A Spring Training Lesson on Accountable Leadership

The other day, I was reading an article in the St. Louis Post-Dispatch about one of the St. Louis Cardinals’ hottest prospects for 2019, a young Canadian outfielder by the name of Tyler O’Neill who made his debut last year. A quote from this young man near the end of the article really jumped out at me, because it pointed directly toward some foundation concepts that support accountable leadership.

O’Neill said: “I’m always get­ting closer to finding out my potential. That’s the whole thing, right? Waking up in the morn­ing — I want to get bet­ter. Getting in the cage every day – to get better. I want to be better as a teammate. I want to be better as a ballplayer. In every regard.”
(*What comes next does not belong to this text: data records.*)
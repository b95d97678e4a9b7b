//! Error types raised at the session boundary.

use crate::common::SessionState;
use thiserror::Error;

/// Returned by `Session::start` when the session is not in `New`.
///
/// The session is left untouched; callers may inspect `current_state` and
/// decide whether to retry, tear down or ignore.
#[derive(Debug, Clone, Copy, PartialEq, Eq, Error)]
#[error("invalid state transition from {from:?} to {to:?}")]
pub struct InvalidStateTransition {
    pub from: SessionState,
    pub to: SessionState,
}

/// Failures while constructing a session.
#[derive(Debug, Error)]
pub enum SessionError {
    #[error("{phase} duration must be positive")]
    InvalidDuration { phase: &'static str },

    #[error("sessions must be created inside a tokio runtime: {0}")]
    NoRuntime(#[from] tokio::runtime::TryCurrentError),
}
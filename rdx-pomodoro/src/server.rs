//! The HTTP listener that receives slash commands and drives sessions.
//!
//! Each Slack user gets at most one session. `start` creates and starts it,
//! `status` reports on it and `stop` tears it down. When notifications are
//! enabled, every transition is also announced on the command's
//! `response_url`.

use crate::common::{SessionId, SessionState};
use crate::config::PomodoroConfig;
use crate::notifier::{SlackMessage, SlackNotifier};
use crate::session::Session;
use crate::slack::{PomodoroCommand, SlashCommand};
use anyhow::Context;
use axum::body::Bytes;
use axum::extract::State;
use axum::http::StatusCode;
use axum::response::{IntoResponse, Response};
use axum::routing::{get, post};
use axum::{Json, Router};
use slotmap::SlotMap;
use std::collections::HashMap;
use std::sync::Arc;
use std::time::Duration;
use tokio::net::TcpListener;
use tokio::runtime::Handle;
use tokio::sync::RwLock;
use tracing::{info, warn};

const HELP_TEXT: &str = "Usage:\n\
    • `start [focus_minutes] [break_minutes]` starts a pomodoro\n\
    • `status` shows where you are in the cycle\n\
    • `stop` ends your pomodoro";

/// Live sessions, one per Slack user.
#[derive(Debug, Default)]
pub struct SessionRegistry {
    sessions: SlotMap<SessionId, Session>,
    by_user: HashMap<String, SessionId>,
}

impl SessionRegistry {
    pub fn new() -> Self {
        Self::default()
    }

    /// Stores `session` for `user_id`, tearing down any session it replaces.
    pub fn insert(&mut self, user_id: String, session: Session) -> SessionId {
        if let Some(previous) = self.remove(&user_id) {
            previous.teardown();
        }
        let id = self.sessions.insert(session);
        self.by_user.insert(user_id, id);
        id
    }

    pub fn get(&self, user_id: &str) -> Option<&Session> {
        self.by_user
            .get(user_id)
            .and_then(|id| self.sessions.get(*id))
    }

    /// Forgets the session for `user_id` without tearing it down.
    pub fn remove(&mut self, user_id: &str) -> Option<Session> {
        let id = self.by_user.remove(user_id)?;
        self.sessions.remove(id)
    }

    pub fn len(&self) -> usize {
        self.sessions.len()
    }

    pub fn is_empty(&self) -> bool {
        self.sessions.is_empty()
    }

    /// Tears down and forgets every session. Returns how many were live.
    pub fn teardown_all(&mut self) -> usize {
        self.by_user.clear();
        let mut torn_down = 0;
        for (_, session) in self.sessions.drain() {
            if session.current_state().is_running() {
                torn_down += 1;
            }
            session.teardown();
        }
        torn_down
    }
}

/// Shared state handed to every request handler.
#[derive(Clone)]
pub struct AppState {
    config: Arc<PomodoroConfig>,
    registry: Arc<RwLock<SessionRegistry>>,
    notifier: Option<SlackNotifier>,
}

impl AppState {
    pub fn new(config: PomodoroConfig, notifier: Option<SlackNotifier>) -> Self {
        Self {
            config: Arc::new(config),
            registry: Arc::new(RwLock::new(SessionRegistry::new())),
            notifier,
        }
    }

    pub fn registry(&self) -> &Arc<RwLock<SessionRegistry>> {
        &self.registry
    }

    /// Runs one parsed command for the user in `cmd` and returns the reply.
    pub async fn execute(&self, command: PomodoroCommand, cmd: &SlashCommand) -> String {
        match command {
            PomodoroCommand::Start { focus, rest } => self.start(focus, rest, cmd).await,
            PomodoroCommand::Stop => match self.registry.write().await.remove(&cmd.user_id) {
                Some(session) => {
                    session.teardown();
                    info!(user = %cmd.user_name, "Session stopped.");
                    "Pomodoro stopped.".to_string()
                }
                None => "You have no pomodoro running.".to_string(),
            },
            PomodoroCommand::Status => match self.registry.read().await.get(&cmd.user_id) {
                Some(session) => format!(
                    "You are {} since {}.",
                    describe(session.current_state()),
                    session.state_timestamp().format("%H:%M:%S UTC")
                ),
                None => "You have no pomodoro running.".to_string(),
            },
            PomodoroCommand::Help => HELP_TEXT.to_string(),
        }
    }

    async fn start(
        &self,
        focus: Option<Duration>,
        rest: Option<Duration>,
        cmd: &SlashCommand,
    ) -> String {
        let mut registry = self.registry.write().await;
        if let Some(existing) = registry.get(&cmd.user_id) {
            let state = existing.current_state();
            if state.is_running() {
                return format!("You already have a pomodoro running ({}).", describe(state));
            }
        }

        let focus = focus.unwrap_or_else(|| self.config.session.focus_duration());
        let rest = rest.unwrap_or_else(|| self.config.session.break_duration());
        let session = match Session::new(focus, rest) {
            Ok(session) => session,
            Err(e) => return format!("Could not create a pomodoro: {}", e),
        };
        if let Some(notifier) = &self.notifier {
            if !cmd.response_url.is_empty() {
                session.add_observer(
                    notifier.observer_for(cmd.response_url.clone(), cmd.user_name.clone()),
                );
            }
        }
        if let Err(e) = session.start() {
            return format!("Could not start the pomodoro: {}", e);
        }
        registry.insert(cmd.user_id.clone(), session);
        info!(user = %cmd.user_name, ?focus, ?rest, "Session started.");
        format!(
            "Pomodoro started: {} focus, {} break.",
            human(focus),
            human(rest)
        )
    }

    /// Tears down every live session.
    pub async fn shutdown(&self) {
        let torn_down = self.registry.write().await.teardown_all();
        info!("Tore down {} live session(s).", torn_down);
    }
}

fn describe(state: SessionState) -> &'static str {
    match state {
        SessionState::New => "not started",
        SessionState::Focusing => "focusing",
        SessionState::OnBreak => "on a break",
        SessionState::Invalid => "stopped",
    }
}

fn human(duration: Duration) -> String {
    let secs = duration.as_secs();
    if secs % 60 == 0 {
        format!("{} min", secs / 60)
    } else {
        format!("{} s", secs)
    }
}

/// Builds the listener's routes.
pub fn router(state: AppState) -> Router {
    Router::new()
        .route("/", post(handle_command))
        .route("/health", get(health))
        .with_state(state)
}

async fn handle_command(State(state): State<AppState>, body: Bytes) -> Response {
    let cmd = match SlashCommand::decode(&body) {
        Ok(cmd) => cmd,
        Err(e) => {
            warn!("error reading request body: {}", e);
            return (StatusCode::BAD_REQUEST, e.to_string()).into_response();
        }
    };
    info!(command = %cmd.command, user = %cmd.user_name, text = %cmd.text, "Slash command received.");

    let reply = match PomodoroCommand::parse(&cmd.text) {
        Ok(command) => state.execute(command, &cmd).await,
        Err(e) => e.to_string(),
    };
    Json(SlackMessage::ephemeral(reply)).into_response()
}

async fn health() -> &'static str {
    "ok"
}

/// Binds the listener and serves until Ctrl+C, then tears down all sessions.
pub async fn run(config: PomodoroConfig) -> anyhow::Result<()> {
    let notifier = if config.notifier.enabled {
        Some(SlackNotifier::new(Handle::current(), config.notifier.timeout())?)
    } else {
        None
    };
    let bind_addr = config.server.bind_addr.clone();
    let state = AppState::new(config, notifier);

    let listener = TcpListener::bind(&bind_addr)
        .await
        .with_context(|| format!("failed to bind to {bind_addr}"))?;
    info!("Listening for slash commands on {}. Press Ctrl+C to shut down.", bind_addr);

    axum::serve(listener, router(state.clone()))
        .with_graceful_shutdown(async {
            if let Err(e) = tokio::signal::ctrl_c().await {
                warn!("Failed to listen for Ctrl+C: {}", e);
                std::future::pending::<()>().await;
            }
            info!("Shutdown signal received.");
        })
        .await?;

    state.shutdown().await;
    info!("Pomodoro server has shut down.");
    Ok(())
}
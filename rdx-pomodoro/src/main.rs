use anyhow::Result;
use pomodoro::config::PomodoroConfig;
use pomodoro::{ENGINE_NAME, VERSION};
use tracing::info;
use tracing_subscriber::EnvFilter;

#[tokio::main]
async fn main() -> Result<()> {
    // 1. Initialize structured logging. RUST_LOG overrides the default level.
    tracing_subscriber::fmt()
        .with_env_filter(EnvFilter::try_from_default_env().unwrap_or_else(|_| "info".into()))
        .with_target(false)
        .init();

    // 2. Load configuration from `pomodoro.toml` and POMODORO__* variables.
    let config = PomodoroConfig::load()?;
    info!(
        "{} v{} (focus {}s, break {}s, notifications {}).",
        ENGINE_NAME,
        VERSION,
        config.session.focus_secs,
        config.session.break_secs,
        if config.notifier.enabled { "on" } else { "off" }
    );

    // 3. Serve slash commands until Ctrl+C.
    pomodoro::server::run(config).await
}
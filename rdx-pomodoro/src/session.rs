//! The focus/break session state machine.

use crate::common::SessionState;
use crate::components::dispatcher::{DispatchStats, Dispatcher, DISPATCH_QUEUE_CAPACITY};
use crate::components::timer::ScheduledTimer;
use crate::error::{InvalidStateTransition, SessionError};
use crate::events::{Observer, SessionEvent};
use chrono::{DateTime, Utc};
use std::fmt;
use std::sync::{Arc, Mutex, MutexGuard, PoisonError, Weak};
use std::time::Duration;
use tokio::runtime::Handle;
use tokio::sync::broadcast;
use tracing::{debug, info, trace, warn};

const EVENT_CHANNEL_CAPACITY: usize = 64;

/// A recurring focus/break session.
///
/// `start` enters the focus phase and arms a timer. Each expiry flips the
/// session between `Focusing` and `OnBreak` and arms the next timer, until
/// `teardown` cancels it and parks the session in `Invalid`. Every transition
/// is handed to the registered observers on a separate worker, so a slow or
/// failing observer never delays the next phase.
///
/// `Session` is a cheap handle: clones share the same state machine and may
/// be used from any task or thread.
#[derive(Clone)]
pub struct Session {
    inner: Arc<Inner>,
}

struct Inner {
    focus_duration: Duration,
    break_duration: Duration,
    runtime: Handle,
    event_sender: broadcast::Sender<SessionEvent>,
    stats: Arc<DispatchStats>,
    core: Mutex<Core>,
}

/// Everything a transition reads or writes, guarded by one lock.
struct Core {
    state: SessionState,
    state_timestamp: DateTime<Utc>,
    pending_timer: Option<ScheduledTimer>,
    observers: Vec<Observer>,
    dispatcher: Option<Dispatcher>,
}

// Public API implementation block.
impl Session {
    /// Creates a session in `New` with no observers and no pending timer.
    ///
    /// Must be called from within a tokio runtime; the runtime's handle is
    /// kept for arming timers and running observers.
    pub fn new(focus_duration: Duration, break_duration: Duration) -> Result<Self, SessionError> {
        if focus_duration.is_zero() {
            return Err(SessionError::InvalidDuration { phase: "focus" });
        }
        if break_duration.is_zero() {
            return Err(SessionError::InvalidDuration { phase: "break" });
        }
        let runtime = Handle::try_current()?;
        let (event_sender, _) = broadcast::channel(EVENT_CHANNEL_CAPACITY);
        let stats = Arc::new(DispatchStats::default());
        let dispatcher = Dispatcher::spawn(
            &runtime,
            DISPATCH_QUEUE_CAPACITY,
            event_sender.clone(),
            stats.clone(),
        );

        Ok(Self {
            inner: Arc::new(Inner {
                focus_duration,
                break_duration,
                runtime,
                event_sender,
                stats,
                core: Mutex::new(Core {
                    state: SessionState::New,
                    state_timestamp: Utc::now(),
                    pending_timer: None,
                    observers: Vec::new(),
                    dispatcher: Some(dispatcher),
                }),
            }),
        })
    }

    /// Returns the current state.
    pub fn current_state(&self) -> SessionState {
        self.inner.lock_core().state
    }

    /// Returns when the session last changed state.
    pub fn state_timestamp(&self) -> DateTime<Utc> {
        self.inner.lock_core().state_timestamp
    }

    pub fn focus_duration(&self) -> Duration {
        self.inner.focus_duration
    }

    pub fn break_duration(&self) -> Duration {
        self.inner.break_duration
    }

    pub fn observer_count(&self) -> usize {
        self.inner.lock_core().observers.len()
    }

    /// Delivery counters for this session's observers.
    pub fn dispatch_stats(&self) -> &DispatchStats {
        &self.inner.stats
    }

    /// Subscribes to the `SessionEvent` stream.
    pub fn subscribe(&self) -> broadcast::Receiver<SessionEvent> {
        self.inner.event_sender.subscribe()
    }

    /// Registers a callback for every subsequent transition.
    ///
    /// Observers are called in registration order with the state just
    /// entered. An error returned by an observer is logged and does not stop
    /// delivery to the others. Observers cannot be removed.
    pub fn add_observer(
        &self,
        observer: impl Fn(SessionState) -> anyhow::Result<()> + Send + Sync + 'static,
    ) {
        let mut core = self.inner.lock_core();
        core.observers.push(Arc::new(observer));
        debug!(count = core.observers.len(), "Observer registered.");
    }

    /// Starts the first focus phase.
    ///
    /// Fails without side effects unless the session is `New`.
    pub fn start(&self) -> Result<(), InvalidStateTransition> {
        let mut core = self.inner.lock_core();
        if core.state != SessionState::New {
            return Err(InvalidStateTransition {
                from: core.state,
                to: SessionState::Focusing,
            });
        }
        info!(
            focus = ?self.inner.focus_duration,
            rest = ?self.inner.break_duration,
            "Session starting."
        );
        self.inner
            .event_sender
            .send(SessionEvent::Started { at: Utc::now() })
            .ok();
        self.inner.enter(&mut core, SessionState::Focusing);
        Ok(())
    }

    /// Cancels the pending timer and moves the session to `Invalid`.
    ///
    /// Safe to call from any state and any number of times. A timer that
    /// already fired and is waiting on the lock will find `Invalid` and do
    /// nothing. Queued deliveries are discarded; an observer call already
    /// running is allowed to finish.
    pub fn teardown(&self) {
        let mut core = self.inner.lock_core();
        if let Some(timer) = core.pending_timer.take() {
            let cancelled = timer.cancel();
            trace!(cancelled, "Pending timer released.");
        }
        if let Some(dispatcher) = core.dispatcher.take() {
            dispatcher.halt();
        }
        if core.state == SessionState::Invalid {
            return;
        }
        let previous = core.state;
        core.state = SessionState::Invalid;
        core.state_timestamp = Utc::now();
        info!(from = %previous, "Session torn down.");
        self.inner
            .event_sender
            .send(SessionEvent::TornDown {
                at: core.state_timestamp,
            })
            .ok();
    }
}

// Core implementation block for internal logic.
impl Inner {
    fn lock_core(&self) -> MutexGuard<'_, Core> {
        self.core.lock().unwrap_or_else(PoisonError::into_inner)
    }

    /// Moves into `next`, notifies observers and arms the timer that ends it.
    ///
    /// The caller holds the core lock, so the state and its timer change
    /// together.
    fn enter(self: &Arc<Self>, core: &mut Core, next: SessionState) {
        let now = Utc::now();
        core.state = next;
        core.state_timestamp = now;
        if let Some(dispatcher) = &core.dispatcher {
            dispatcher.dispatch(next, core.observers.clone());
        }

        let duration = match next {
            SessionState::OnBreak => self.break_duration,
            _ => self.focus_duration,
        };
        let session = Arc::downgrade(self);
        core.pending_timer = Some(ScheduledTimer::arm(&self.runtime, duration, move || {
            Inner::advance_phase(&session)
        }));

        self.event_sender
            .send(SessionEvent::PhaseChanged { state: next, at: now })
            .ok();
        debug!(state = %next, ?duration, "Entered phase.");
    }

    /// Timer expiry handler.
    fn advance_phase(session: &Weak<Inner>) {
        let Some(inner) = session.upgrade() else {
            trace!("Session dropped before its timer expired.");
            return;
        };
        let mut core = inner.lock_core();
        let next = match core.state {
            SessionState::Focusing => SessionState::OnBreak,
            SessionState::OnBreak => SessionState::Focusing,
            SessionState::Invalid => {
                trace!("Timer expired after teardown; discarded.");
                return;
            }
            SessionState::New => {
                warn!("Timer expired on a session that never started; discarded.");
                return;
            }
        };
        info!(from = %core.state, to = %next, "Phase complete.");
        inner.enter(&mut core, next);
    }
}

impl fmt::Debug for Session {
    fn fmt(&self, f: &mut fmt::Formatter<'_>) -> fmt::Result {
        let core = self.inner.lock_core();
        f.debug_struct("Session")
            .field("state", &core.state)
            .field("state_timestamp", &core.state_timestamp)
            .field("focus_duration", &self.inner.focus_duration)
            .field("break_duration", &self.inner.break_duration)
            .field("observers", &core.observers.len())
            .finish()
    }
}
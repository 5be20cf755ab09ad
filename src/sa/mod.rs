//! Simulated Annealing (SA).
//!
//! A single-solution trajectory metaheuristic inspired by the physical
//! annealing process. Accepts worsening moves with a probability that
//! decreases as the temperature cools, allowing the search to escape
//! local optima.
//!
//! [`Annealer`] cools exponentially from a maximum to a minimum temperature
//! over a fixed number of steps and keeps the best state seen.
//! [`Annealer::compute_run_schedule`] picks those bounds and the step count
//! for a wall-clock budget by probing the caller's moves.
//!
//! # References
//!
//! - Kirkpatrick, Gelatt & Vecchi (1983), "Optimization by Simulated Annealing"
//! - Metropolis et al. (1953), "Equation of State Calculations by Fast Computing Machines"

mod calibration;
mod config;
mod progress;
mod runner;
mod types;

pub use config::{
    AnnealConfig, CalibrationConfig, RunSchedule, DEFAULT_CALIBRATION_STEPS,
    DEFAULT_MAX_TEMPERATURE, DEFAULT_MIN_TEMPERATURE, DEFAULT_STEPS, DEFAULT_UPDATES,
};
pub use runner::{Annealer, RunStats};
pub use types::{FnMover, StateMover};
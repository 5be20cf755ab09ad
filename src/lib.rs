//! Generic simulated annealing engine.
//!
//! The caller supplies a state type, an initial state with its energy, and
//! a [`StateMover`](sa::StateMover) that perturbs a state and reports the new
//! energy. The engine handles the rest:
//!
//! - **Exponential cooling** from a maximum to a minimum temperature over a
//!   fixed number of steps.
//! - **Metropolis acceptance**: improving moves are always taken, worsening
//!   moves with probability `exp(-dE / T)`.
//! - **Best-state tracking**, replaced only when a run completes.
//! - **Schedule calibration** that finds temperature bounds and a step count
//!   for a target wall-clock duration.
//! - **Progress reporting** to any [`std::io::Write`] sink, plus `tracing`
//!   events.
//!
//! # Example
//!
//! ```
//! use rand::Rng;
//! use u_anneal::sa::{Annealer, FnMover};
//!
//! let mover = FnMover::new(|x: &mut f64, rng: &mut dyn rand::RngCore| {
//!     *x += rng.random_range(-1.0..1.0);
//!     (*x - 3.0).powi(2)
//! });
//!
//! let mut annealer = Annealer::new(mover, 10.0, 49.0).with_seed(7);
//! annealer.run_annealing(10.0, 0.01, 5_000, 0).unwrap();
//! assert!(annealer.best_energy() < 1.0);
//! ```
//!
//! # Architecture
//!
//! This crate sits at Layer 2 (Algorithms) in the U-Engine ecosystem. It
//! contains no domain-specific concepts; states and moves are defined by
//! consumers at higher layers.

pub mod error;
pub mod sa;

pub use error::{AnnealError, Result};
That young ballplayer may not have realized it, but in addition to giving sports fans a glimpse into the thinking of one of the most interesting players of the Cardinals’ spring training period, he was also sharing an important lesson on accountable leadership. Notice that O’Neill wasn’t comparing himself to anyone else. Or making excuses. Or talking about anything that was outside of his own control. He was showing what his true focus was: personal improvement. Making the most of his own potential.

In that quote, Tyler O’Neill is focused on one thing and one thing alone: “How do I get better?”

That to me is very powerful because it carries much more than a lesson for aspiring baseball players. It carries a lesson for everyone who aims to succeed in business — and in life.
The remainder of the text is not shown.